If I swap the order of the getters used in fetchdatasource.Options in the direct-mode branch of frontend startup everything seems to work for me:

Hmm. I suspect that's a bug in the fetch.proxyModuleGetter. ./internal/fetchdatasource checks for derrors.NotFound to skip errors:
https://cs.opensource.google/go/x/pkgsite/+/master:internal/fetchdatasource/fetchdatasource.go;l=166-168;drc=14233af499055be3ba3fe6816af8e7d4a4efa9ad

Probably if a module with an invalid path is requested from fetch.proxyModuleGetter it should return an error for which errors.Is(err, derrors.NotFound) returns true.

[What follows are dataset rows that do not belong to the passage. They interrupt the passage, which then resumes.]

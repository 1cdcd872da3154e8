//! Orchestration boundary: the end-to-end create-badge operation.
//!
//! Upload handling and result serving belong to whatever web layer embeds
//! this crate; the operations here only chain background removal into the
//! compositor and persist finished bytes.

use std::path::Path;

use thiserror::Error;
use tracing::info;

use crate::badge::{self, BadgeError, BadgeRequest, RenderDiagnostics};
use crate::remove_bg::{self, RemoveBgError};

#[derive(Debug, Error)]
pub enum ServiceError {
    #[error("name must not be empty")]
    EmptyName,
    #[error(transparent)]
    RemoveBg(#[from] RemoveBgError),
    #[error(transparent)]
    Badge(#[from] BadgeError),
    #[error("failed to write badge file: {0}")]
    Write(#[from] std::io::Error),
}

/// Remove the photo's background, then render the badge. Returns the encoded
/// JPEG and the render diagnostics.
pub async fn create_badge(
    http: &reqwest::Client,
    photo: Vec<u8>,
    filename: &str,
    name: &str,
    category: &str,
    font_size: Option<u32>,
) -> Result<(Vec<u8>, RenderDiagnostics), ServiceError> {
    if name.trim().is_empty() {
        return Err(ServiceError::EmptyName);
    }

    let cutout = remove_bg::remove_background(http, photo, filename).await?;

    let mut request = BadgeRequest::new(cutout, name, category);
    if let Some(size) = font_size {
        request = request.with_font_size(size);
    }
    let (jpeg, diagnostics) = badge::render_badge(&request)?;
    info!(
        name,
        category,
        font_source = %diagnostics.font_source,
        background = %diagnostics.background,
        "badge rendered"
    );
    Ok((jpeg, diagnostics))
}

/// Persist finished badge bytes. Nothing is written unless rendering already
/// succeeded, so a failed render never leaves a partial file behind;
/// `fs::write` flushes and closes on every exit path.
pub fn save_badge(path: &Path, jpeg: &[u8]) -> Result<(), ServiceError> {
    std::fs::write(path, jpeg)?;
    Ok(())
}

@aslatter, want to send a fix?

@aslatter
Copy link
Author

Just to make sure I understand, you mean something like this?

diff --git a/internal/proxy/client.go b/internal/proxy/client.go
index 92adc32c..dec80330 100644
--- a/internal/proxy/client.go
+++ b/internal/proxy/client.go
@@ -175,7 +175,14 @@ func (c *Client) ZipSize(ctx context.Context, modulePath, resolvedVersion string
 }

 func (c *Client) EscapedURL(modulePath, requestedVersion, suffix string) (_ string, err error) {
-       defer derrors.WrapStack(&err, "Client.escapedURL(%q, %q, %q)", modulePath, requestedVersion, suffix)
+       defer func() {
+               // if we cannot correctly craft a URL for the request module, it's possible we are dealing with
+               // something we cannot proxy (i.e. stdlib).
+               //
+               // Pass-back "NotFound" so we keep searching.
+               err = fmt.Errorf("%w: %s", derrors.NotFound, err)
+               derrors.WrapStack(&err, "Client.escapedURL(%q, %q, %q)", modulePath, requestedVersion, suffix)
+       }()

        if suffix != "info" && suffix != "mod" && suffix != "zip" {
                return "", errors.New(`suffix must be "info", "mod" or "zip"`)

@bcmills
Copy link
Contributor

bcmills commented Sep 27, 2023

That seems like probably too low a level for the transformation.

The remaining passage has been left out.